Los argentinos acarreamos una
falla genética, de apariencia inocua, tanto que es imperceptible para casi
todos. Tal mutación se manifiesta en una curiosa alteración del sentido del
gusto que hace que el engaño nos parezca dulce y que la verdad sepa amarga.
El trastorno no sería
problemático si esta alteración no fuera el primer eslabón de una larga cadena
de causas y consecuencias. Si usted emprende un viaje de mil kilómetros nunca
llegará a destino si se equivoca en la primera encrucijada, mientras que no
pasará gran cosa si se equivoca en la última esquina.
La predilección por el engaño
hace que alteremos la lógica de nuestros juicios. Creemos que el dinero produce
la riqueza, que se puede distribuir antes que producir, conseguir logros antes
de realizar esfuerzos, irnos de vacaciones antes de haber trabajado, poseer una
vivienda antes de haber ahorrado, vernos fuertes y atractivos antes de haber
hecho una dieta sana y entrenar y así siguiendo.

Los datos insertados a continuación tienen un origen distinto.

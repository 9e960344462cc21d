//! Retrieval-augmented chat assistant for questions about CISNR.
//!
//! A question is embedded, matched against a Qdrant collection, folded into a
//! grounded prompt and answered by a hosted LLM, with the matching document
//! sources returned alongside the answer.

pub mod config;
pub mod error;
pub mod indexer;
pub mod models;
pub mod rag;
pub mod server;

pub use config::Settings;
pub use error::{ChatError, Result};
pub use models::{Answer, RetrievedChunk};
pub use rag::ChatEngine;
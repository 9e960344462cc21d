pub mod embeddings;
pub mod generation;
pub mod prompt;
pub mod vector_store;

use std::future::Future;
use std::sync::Arc;
use std::time::Duration;

use reqwest::Client;

use crate::config::{EmbeddingProvider, GenerationProvider, Settings};
use crate::error::{ChatError, Result};
use crate::models::{Answer, RetrievedChunk};
use self::embeddings::{Embedder, GeminiEmbedder};
use self::generation::{GeminiGenerator, GenerationOptions, Generator, OpenAiGenerator, RetryPolicy};
use self::prompt::PromptComposer;
use self::vector_store::{QdrantStore, VectorStore};

/// Runs the question pipeline: embed, retrieve, compose, generate.
///
/// Holds no per-request state; one engine is shared by every request.
#[derive(Clone)]
pub struct ChatEngine {
    embedder: Arc<dyn Embedder>,
    vector_store: Arc<dyn VectorStore>,
    generator: Arc<dyn Generator>,
    composer: PromptComposer,
    top_k: u64,
    call_timeout: Duration,
    generation_timeout: Duration,
}

impl ChatEngine {
    pub fn new(
        embedder: Arc<dyn Embedder>,
        vector_store: Arc<dyn VectorStore>,
        generator: Arc<dyn Generator>,
        composer: PromptComposer,
        top_k: u64,
    ) -> Self {
        Self {
            embedder,
            vector_store,
            generator,
            composer,
            top_k: top_k.max(1),
            call_timeout: Duration::from_secs(30),
            generation_timeout: Duration::from_secs(30),
        }
    }

    /// Deadline for each embedding and vector query call, and for generation
    /// unless [`with_generation_timeout`](Self::with_generation_timeout) overrides it.
    pub fn with_call_timeout(mut self, timeout: Duration) -> Self {
        self.call_timeout = timeout;
        self.generation_timeout = timeout;
        self
    }

    /// Deadline for the whole generation step, retries and backoff included.
    pub fn with_generation_timeout(mut self, timeout: Duration) -> Self {
        self.generation_timeout = timeout;
        self
    }

    /// Build the remote clients once, at startup.
    pub fn from_settings(settings: &Settings) -> Result<Self> {
        let http = Client::builder()
            .timeout(settings.remote_timeout)
            .build()
            .map_err(|e| ChatError::configuration(format!("failed to build HTTP client: {}", e)))?;

        let embedder: Arc<dyn Embedder> = match settings.embedding_provider {
            EmbeddingProvider::Gemini => {
                let key = settings
                    .embedding_api_key
                    .clone()
                    .ok_or_else(|| ChatError::configuration("missing embedding API key"))?;
                Arc::new(GeminiEmbedder::new(
                    http.clone(),
                    &settings.gemini_base_url,
                    &settings.embedding_model,
                    key,
                ))
            }
            #[cfg(feature = "local-embeddings")]
            EmbeddingProvider::Local => Arc::new(embeddings::LocalEmbedder::new(
                &settings.local_embedding_model_dir,
            )?),
            #[cfg(not(feature = "local-embeddings"))]
            EmbeddingProvider::Local => {
                return Err(ChatError::configuration(
                    "local embeddings require the local-embeddings feature",
                ))
            }
        };

        let vector_store = Arc::new(QdrantStore::new(
            &settings.qdrant_url,
            &settings.vector_db_api_key,
            &settings.vector_index_name,
            settings.remote_timeout,
        )?);

        let options = GenerationOptions {
            temperature: settings.temperature,
            max_output_tokens: settings.max_output_tokens,
        };
        let retry = RetryPolicy {
            max_retries: settings.max_retries,
            ..RetryPolicy::default()
        };
        let generator: Arc<dyn Generator> = match settings.generation_provider {
            GenerationProvider::Gemini => {
                let key = settings
                    .generation_api_key
                    .clone()
                    .ok_or_else(|| ChatError::configuration("missing generation API key"))?;
                Arc::new(
                    GeminiGenerator::new(
                        http.clone(),
                        &settings.gemini_base_url,
                        &settings.generation_model,
                        key,
                        options,
                    )
                    .with_retry_policy(retry),
                )
            }
            GenerationProvider::OpenAi => Arc::new(
                OpenAiGenerator::new(
                    http,
                    &settings.generation_base_url,
                    &settings.generation_model,
                    settings.generation_api_key.clone(),
                    options,
                )
                .with_retry_policy(retry),
            ),
        };

        tracing::info!(
            "Chat engine ready (embedding: {}, generation: {}, index: {}, top_k: {})",
            embedder.name(),
            generator.name(),
            settings.vector_index_name,
            settings.top_k
        );

        Ok(Self::new(
            embedder,
            vector_store,
            generator,
            PromptComposer::new(settings.organization_name.clone()),
            settings.top_k,
        )
        .with_call_timeout(settings.remote_timeout)
        // The HTTP client enforces `remote_timeout` per attempt.
        .with_generation_timeout(retry.worst_case(settings.remote_timeout)))
    }

    pub fn top_k(&self) -> u64 {
        self.top_k
    }

    pub fn embedder_name(&self) -> &str {
        self.embedder.name()
    }

    pub fn generator_name(&self) -> &str {
        self.generator.name()
    }

    pub async fn vector_store_healthy(&self) -> bool {
        self.vector_store.health_check().await
    }

    pub async fn answer(&self, question: &str) -> Result<Answer> {
        self.answer_as(question, None).await
    }

    /// Like [`answer`](Self::answer), with the caller's stated role shown to the model.
    /// Retrieval always uses the bare question.
    pub async fn answer_as(&self, question: &str, role: Option<&str>) -> Result<Answer> {
        let question = question.trim();
        if question.is_empty() {
            return Err(ChatError::validation("question cannot be empty"));
        }

        let vector = timed(
            "embedding",
            self.call_timeout,
            ChatError::Retrieval,
            self.embedder.embed(question),
        )
        .await?;

        let chunks = timed(
            "vector query",
            self.call_timeout,
            ChatError::Retrieval,
            self.vector_store.query(&vector, self.top_k),
        )
        .await?;
        tracing::debug!("Retrieved {} chunks", chunks.len());

        let framed = match role.map(str::trim).filter(|r| !r.is_empty()) {
            Some(role) => format!("[User: {}] {}", role, question),
            None => question.to_string(),
        };
        let prompt = self.composer.compose(&framed, &chunks);

        let text = timed(
            "generation",
            self.generation_timeout,
            ChatError::Generation,
            self.generator.generate(&prompt),
        )
        .await?;

        Ok(Answer {
            text,
            sources: distinct_sources(&chunks),
        })
    }
}

async fn timed<T>(
    step: &str,
    limit: Duration,
    on_timeout: fn(String) -> ChatError,
    call: impl Future<Output = Result<T>>,
) -> Result<T> {
    match tokio::time::timeout(limit, call).await {
        Ok(result) => result,
        Err(_) => Err(on_timeout(format!("{} timed out after {:?}", step, limit))),
    }
}

/// Source ids without duplicates, in first-seen order.
fn distinct_sources(chunks: &[RetrievedChunk]) -> Vec<String> {
    let mut sources: Vec<String> = Vec::with_capacity(chunks.len());
    for chunk in chunks {
        if !sources.contains(&chunk.source_id) {
            sources.push(chunk.source_id.clone());
        }
    }
    sources
}
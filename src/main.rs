use anyhow::Result;
use tracing_subscriber::EnvFilter;

use cisnr_assistant::server::{build_router, AppState};
use cisnr_assistant::{ChatEngine, Settings};

#[tokio::main]
async fn main() -> Result<()> {
    tracing_subscriber::fmt()
        .with_env_filter(
            EnvFilter::try_from_default_env().unwrap_or_else(|_| EnvFilter::new("info")),
        )
        .init();

    let settings = match Settings::from_env() {
        Ok(settings) => settings,
        Err(e) => {
            tracing::error!("Refusing to start: {}", e);
            return Err(e.into());
        }
    };

    tracing::info!("Connecting to Qdrant: {}", settings.qdrant_url);
    tracing::info!("Vector index: {}", settings.vector_index_name);

    let engine = ChatEngine::from_settings(&settings)?;
    if !engine.vector_store_healthy().await {
        tracing::warn!("Vector store is not reachable yet; chat requests will fail until it is");
    }

    let state = AppState::new(engine, &settings.secret_key, settings.static_dir.clone());
    let app = build_router(state, settings.http_timeout);

    let listener = tokio::net::TcpListener::bind(settings.bind_address()).await?;
    tracing::info!("CISNR assistant listening on {}", listener.local_addr()?);

    axum::serve(listener, app).await?;

    Ok(())
}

Cuando las leyes de la naturaleza
contradicen nuestro juicio buscamos la explicación en fenómenos sobrenaturales y
confiamos en que Dios, que es sobrenatural, corrija el desarreglo.
Si la explicación sobrenatural no
alcanza la mala fortuna tiene que explicarse por algún tipo de conspiración.
Alternativamente son el clima, los extranjeros, los envidiosos, los mercados internacionales,
o cualquiera al que decidamos calzarle el traje de perverso al menos por un
rato.
La alterada autoestima es reflejo
del engaño. Una de sus consecuencias es la subestimación de los problemas. No
hay nada que no podamos arreglar con un poco de alambre y una aspirina.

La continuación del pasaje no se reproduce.